* Task statement *
For the word "single", copy every line of the material that includes it.

:: Information provided ::

/// Prefill with the whole prompt, then feed one token per step
fn decode_loop<F>(
    device: &Device,
    tokens: &mut Vec<u32>,
    params: &GenerationParams,
    sampler: &mut LogitsProcessor,
    mut forward: F,
) -> Result<()>
where
    F: FnMut(&Tensor, usize) -> candle_core::Result<Tensor>,
{
    let mut index_pos = 0;
    for step in 0..params.max_new_tokens {
        let context = if step == 0 {
            &tokens[..]
        } else {
            &tokens[tokens.len() - 1..]
        };
        let context_len = context.len();
        let input = Tensor::new(context, device)?.unsqueeze(0)?;
        let logits = forward(&input, index_pos)?;
        index_pos += context_len;

        let logits = logits.squeeze(0)?.to_dtype(DType::F32)?;
        let next = sampler.sample(&logits)?;
        tokens.push(next);
        if params.eos_token_id == Some(next) {
            break;
        }
    }
    Ok(())
}
//! # Conversar
//!
//! OpenAI-compatible chat completion server in front of a lazily populated
//! model registry.
//!
//! Conversar (Spanish: "to converse") flattens chat turns into a prompt, loads
//! the requested model on first use and delegates generation to the `candle`
//! runtime.
//!
//! ## Features
//!
//! - **Chat completions**: `POST /chat/completions` in the OpenAI wire format
//! - **On-demand loading**: models come from the Hugging Face hub or a local
//!   directory the first time they are named, single-flight per identifier
//! - **Quantization**: 4-bit and 8-bit GGUF weights on accelerators, full
//!   precision on CPU
//! - **Model management**: explicit load, unload and listing endpoints
//!
//! ## Example
//!
//! ```rust
//! use conversar::prompt::format_messages;
//!
//! let prompt = format_messages([("system", "Be brief."), ("user", "Hi")]);
//! assert_eq!(prompt, "System: Be brief.\n\nUser: Hi\n\nAssistant: ");
//! ```
//!
//! ## Architecture
//!
//! - [`api`]: axum router and handlers
//! - [`manager`]: load/generate/unload orchestration
//! - [`registry`]: lock-free map of loaded models
//! - [`backend`]: runtime seam (`candle` and a deterministic mock)

#![deny(missing_docs)]
#![deny(clippy::all)]
#![warn(clippy::pedantic)]
// Clippy allows (MUST come after deny/warn to override them)
#![allow(clippy::module_name_repetitions)]
#![allow(clippy::cast_possible_truncation)] // u128 -> u64 for elapsed millis
#![allow(clippy::cast_precision_loss)] // usize -> f64 for averages
#![allow(clippy::must_use_candidate)]
#![allow(clippy::doc_markdown)]
#![allow(clippy::missing_panics_doc)]

#[cfg(feature = "server")]
pub mod api;
pub mod backend;
#[cfg(feature = "server")]
pub mod config;
pub mod device;
pub mod error;
pub mod manager;
#[cfg(feature = "server")]
pub mod metrics;
pub mod prompt;
pub mod quantization;
pub mod registry;

pub use error::{ConversarError, Result};
pub use manager::ModelManager;
pub use quantization::QuantizationMode;

/// Library version
pub const VERSION: &str = env!("CARGO_PKG_VERSION");

#[cfg(test)]
mod tests {
    use super::*;

    #[test]
    fn test_version() {
        assert!(VERSION.starts_with("0."));
        assert!(VERSION.contains('.'));
    }
}
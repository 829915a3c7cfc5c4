//! Models with their fit state carried in the type.
//!
//! Fitting moves a model from [`Unfitted`] to [`Fitted`]; only fitted models implement
//! [`InferenceModel`], which also provides bincode persistence of the learned parameters.

use crate::error::Result;
use serde::de::DeserializeOwned;
use serde::Serialize;
use std::path::Path;

pub mod linear;
pub mod state;

pub use state::{Fitted, Unfitted};

/// Prediction and persistence for a fitted model.
pub trait InferenceModel: Sized {
    type Input;
    type Output;

    /// Plain-data form of the learned parameters.
    type ParamsRepr: Serialize + DeserializeOwned;

    fn predict(&self, input: &Self::Input) -> Result<Self::Output>;

    fn extract_params(&self) -> Self::ParamsRepr;

    fn from_params(params: Self::ParamsRepr) -> Result<Self>;

    /// Writes the parameters to `path` with bincode.
    fn save_to_file<P: AsRef<Path>>(&self, path: P) -> Result<()> {
        let bytes = bincode::serialize(&self.extract_params())?;
        std::fs::write(path, bytes)?;
        Ok(())
    }

    /// Restores a model written by [`InferenceModel::save_to_file`].
    fn load_from_file<P: AsRef<Path>>(path: P) -> Result<Self> {
        let bytes = std::fs::read(path)?;
        let params: Self::ParamsRepr = bincode::deserialize(&bytes)?;
        Self::from_params(params)
    }
}
//! Ordinary-least-squares linear regression with compile-time fit state.
//!
//! - [`LinearRegression`] = `LinearModel<Unfitted>`: can only be fitted.
//! - [`LinearModel<Fitted>`]: inference-only, serializable predictor.
//!
//! Fitting consumes the unfitted model, so a model is fitted exactly once and cannot be
//! used for prediction before that. The fitted model keeps only `weights` and `bias`;
//! solver settings stay with the [`LeastSquares`] that produced them.

pub use crate::model::{Fitted, InferenceModel, Unfitted};
use crate::error::{LifesatError, Result};
use crate::metrics::RegressionMetrics;
use crate::solver::LeastSquares;
use ndarray::{Array1, Array2, ArrayView1};
use serde::{Deserialize, Serialize};
use std::marker::PhantomData;
use tracing::debug;

/// Learned parameters of a linear model: one weight per feature and a bias (intercept).
#[derive(Debug, Clone, PartialEq)]
pub struct LinearParams {
    pub weights: Array1<f64>,
    pub bias: f64,
}

/// Serializable representation of [`LinearParams`].
///
/// Kept in `f64` so that a saved and reloaded model predicts bit-identically.
#[derive(Debug, Clone, PartialEq, Serialize, Deserialize)]
pub struct SerializableLinearParams {
    pub weights: Vec<f64>,
    pub bias: f64,
}

impl From<&LinearParams> for SerializableLinearParams {
    fn from(params: &LinearParams) -> Self {
        Self {
            weights: params.weights.to_vec(),
            bias: params.bias,
        }
    }
}

impl TryFrom<SerializableLinearParams> for LinearParams {
    type Error = LifesatError;

    fn try_from(value: SerializableLinearParams) -> Result<Self> {
        if value.weights.is_empty() {
            return Err(LifesatError::EmptyData("model has no weights".into()));
        }
        if !value.bias.is_finite() || !value.weights.iter().all(|w| w.is_finite()) {
            return Err(LifesatError::NonFinite("model parameters".into()));
        }
        Ok(Self {
            weights: Array1::from(value.weights),
            bias: value.bias,
        })
    }
}

/// A linear model with its fit state encoded at the type level.
#[derive(Debug, Clone)]
pub struct LinearModel<S> {
    params: LinearParams,
    _state: PhantomData<S>,
}

/// Alias for an **unfitted** linear regression model.
pub type LinearRegression = LinearModel<Unfitted>;

impl LinearRegression {
    /// Creates an unfitted model. The number of features is taken from the data at fit time.
    pub fn new() -> Self {
        Self {
            params: LinearParams {
                weights: Array1::zeros(0),
                bias: 0.0,
            },
            _state: PhantomData,
        }
    }

    /// Fits with the default solver (intercept enabled, no regularization).
    ///
    /// # Example
    ///
    /// ```rust
    /// use lifesat::model::linear::LinearRegression;
    /// use ndarray::array;
    ///
    /// let x = array![[0.0], [1.0], [2.0]];
    /// let y = array![1.0, 3.0, 5.0];
    /// let model = LinearRegression::new().fit(&x, &y).unwrap();
    /// assert!((model.intercept() - 1.0).abs() < 1e-12);
    /// ```
    pub fn fit(self, x: &Array2<f64>, y: &Array1<f64>) -> Result<LinearModel<Fitted>> {
        self.fit_with(&LeastSquares::default(), x, y)
    }

    /// Fits with explicit solver settings.
    pub fn fit_with(
        self,
        solver: &LeastSquares,
        x: &Array2<f64>,
        y: &Array1<f64>,
    ) -> Result<LinearModel<Fitted>> {
        let params = solver.solve(x.view(), y.view())?;
        Ok(LinearModel::<Fitted>::new(params))
    }
}

impl Default for LinearRegression {
    fn default() -> Self {
        Self::new()
    }
}

impl LinearModel<Fitted> {
    /// Wraps already-learned parameters, e.g. from an external source.
    pub fn new(params: LinearParams) -> Self {
        Self {
            params,
            _state: PhantomData,
        }
    }

    pub fn params(&self) -> &LinearParams {
        &self.params
    }

    pub fn intercept(&self) -> f64 {
        self.params.bias
    }

    pub fn coefficients(&self) -> ArrayView1<'_, f64> {
        self.params.weights.view()
    }

    pub fn n_features(&self) -> usize {
        self.params.weights.len()
    }

    /// Predicts a single sample.
    pub fn predict_one(&self, sample: ArrayView1<'_, f64>) -> Result<f64> {
        self.check_features(sample.len())?;
        if !sample.iter().all(|v| v.is_finite()) {
            return Err(LifesatError::NonFinite("prediction input".into()));
        }
        Ok(sample.dot(&self.params.weights) + self.params.bias)
    }

    /// Coefficient of determination of the predictions on `x` against `y`.
    pub fn score(&self, x: &Array2<f64>, y: &Array1<f64>) -> Result<f64> {
        Ok(self.evaluate(x, y)?.r2)
    }

    /// All regression metrics of the predictions on `x` against `y`.
    pub fn evaluate(&self, x: &Array2<f64>, y: &Array1<f64>) -> Result<RegressionMetrics> {
        let y_pred = self.predict(x)?;
        RegressionMetrics::compute(y.view(), y_pred.view())
    }

    fn check_features(&self, got: usize) -> Result<()> {
        if got != self.n_features() {
            return Err(LifesatError::FeatureMismatch {
                expected_features: self.n_features(),
                got_features: got,
            });
        }
        Ok(())
    }
}

/// Batch inference `y = x·w + b`, one output per row of `x`.
impl InferenceModel for LinearModel<Fitted> {
    type Input = Array2<f64>;
    type Output = Array1<f64>;
    type ParamsRepr = SerializableLinearParams;

    fn predict(&self, input: &Self::Input) -> Result<Self::Output> {
        self.check_features(input.ncols())?;
        if !input.iter().all(|v| v.is_finite()) {
            return Err(LifesatError::NonFinite("prediction input".into()));
        }
        let preds = input.dot(&self.params.weights) + self.params.bias;
        debug!(rows = input.nrows(), "predicted batch");
        Ok(preds)
    }

    fn extract_params(&self) -> Self::ParamsRepr {
        (&self.params).into()
    }

    fn from_params(params: Self::ParamsRepr) -> Result<Self> {
        Ok(Self::new(LinearParams::try_from(params)?))
    }
}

:::

* Completed task *
//!   directory the first time they are named, single-flight per identifier
    /// Predicts a single sample.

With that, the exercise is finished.